→ **Description of the task**
Your answer should be the lines below from the one with "a storage error." to the one with "impl DeviceRegistry for", both included, given again exactly and with nothing added.

------------------------------------

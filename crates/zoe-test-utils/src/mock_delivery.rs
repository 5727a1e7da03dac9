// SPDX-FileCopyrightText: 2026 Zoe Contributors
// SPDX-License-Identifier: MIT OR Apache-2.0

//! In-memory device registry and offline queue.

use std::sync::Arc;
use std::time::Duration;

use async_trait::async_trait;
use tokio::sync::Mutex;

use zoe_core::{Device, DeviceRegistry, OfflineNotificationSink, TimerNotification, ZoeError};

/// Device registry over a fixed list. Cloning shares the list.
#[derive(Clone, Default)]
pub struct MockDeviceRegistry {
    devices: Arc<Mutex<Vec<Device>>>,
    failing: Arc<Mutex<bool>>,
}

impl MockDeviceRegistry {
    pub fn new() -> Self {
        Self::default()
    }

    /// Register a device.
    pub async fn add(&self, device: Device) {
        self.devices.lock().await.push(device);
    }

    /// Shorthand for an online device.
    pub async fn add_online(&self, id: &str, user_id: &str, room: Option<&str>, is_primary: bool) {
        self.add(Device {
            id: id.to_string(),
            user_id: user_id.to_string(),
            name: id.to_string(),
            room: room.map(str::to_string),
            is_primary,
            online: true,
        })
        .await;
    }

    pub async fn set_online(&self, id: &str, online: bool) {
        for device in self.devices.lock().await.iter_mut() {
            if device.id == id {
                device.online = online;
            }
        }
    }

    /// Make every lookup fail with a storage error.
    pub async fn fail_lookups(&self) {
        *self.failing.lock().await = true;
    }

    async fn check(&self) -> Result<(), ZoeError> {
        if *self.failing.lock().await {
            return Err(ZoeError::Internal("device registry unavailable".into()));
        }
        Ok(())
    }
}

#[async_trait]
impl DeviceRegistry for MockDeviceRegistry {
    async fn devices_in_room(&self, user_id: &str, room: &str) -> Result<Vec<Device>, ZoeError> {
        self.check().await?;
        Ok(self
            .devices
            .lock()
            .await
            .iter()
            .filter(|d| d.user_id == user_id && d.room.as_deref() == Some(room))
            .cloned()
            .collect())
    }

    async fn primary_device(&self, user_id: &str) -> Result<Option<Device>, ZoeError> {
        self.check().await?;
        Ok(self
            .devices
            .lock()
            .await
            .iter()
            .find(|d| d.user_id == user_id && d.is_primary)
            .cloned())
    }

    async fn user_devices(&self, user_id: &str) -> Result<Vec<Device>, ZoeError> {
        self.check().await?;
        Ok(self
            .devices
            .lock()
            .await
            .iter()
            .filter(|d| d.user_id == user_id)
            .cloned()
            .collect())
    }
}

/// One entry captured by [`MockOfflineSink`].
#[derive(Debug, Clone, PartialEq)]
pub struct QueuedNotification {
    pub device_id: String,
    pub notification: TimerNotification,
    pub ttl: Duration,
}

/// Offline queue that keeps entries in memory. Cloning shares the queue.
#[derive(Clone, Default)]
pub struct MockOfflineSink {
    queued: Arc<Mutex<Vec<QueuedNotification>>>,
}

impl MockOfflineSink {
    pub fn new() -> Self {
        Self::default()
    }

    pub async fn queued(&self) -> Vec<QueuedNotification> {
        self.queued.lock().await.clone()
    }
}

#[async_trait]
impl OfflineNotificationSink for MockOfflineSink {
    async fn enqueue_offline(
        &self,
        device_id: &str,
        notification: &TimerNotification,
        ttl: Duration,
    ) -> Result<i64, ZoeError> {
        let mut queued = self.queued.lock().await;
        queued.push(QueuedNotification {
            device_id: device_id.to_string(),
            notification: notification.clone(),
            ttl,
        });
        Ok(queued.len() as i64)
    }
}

------------------------------------

→ **Task result**
    /// Make every lookup fail with a storage error.
    pub async fn fail_lookups(&self) {
        *self.failing.lock().await = true;
    }

    async fn check(&self) -> Result<(), ZoeError> {
        if *self.failing.lock().await {
            return Err(ZoeError::Internal("device registry unavailable".into()));
        }
        Ok(())
    }
}

#[async_trait]
impl DeviceRegistry for MockDeviceRegistry {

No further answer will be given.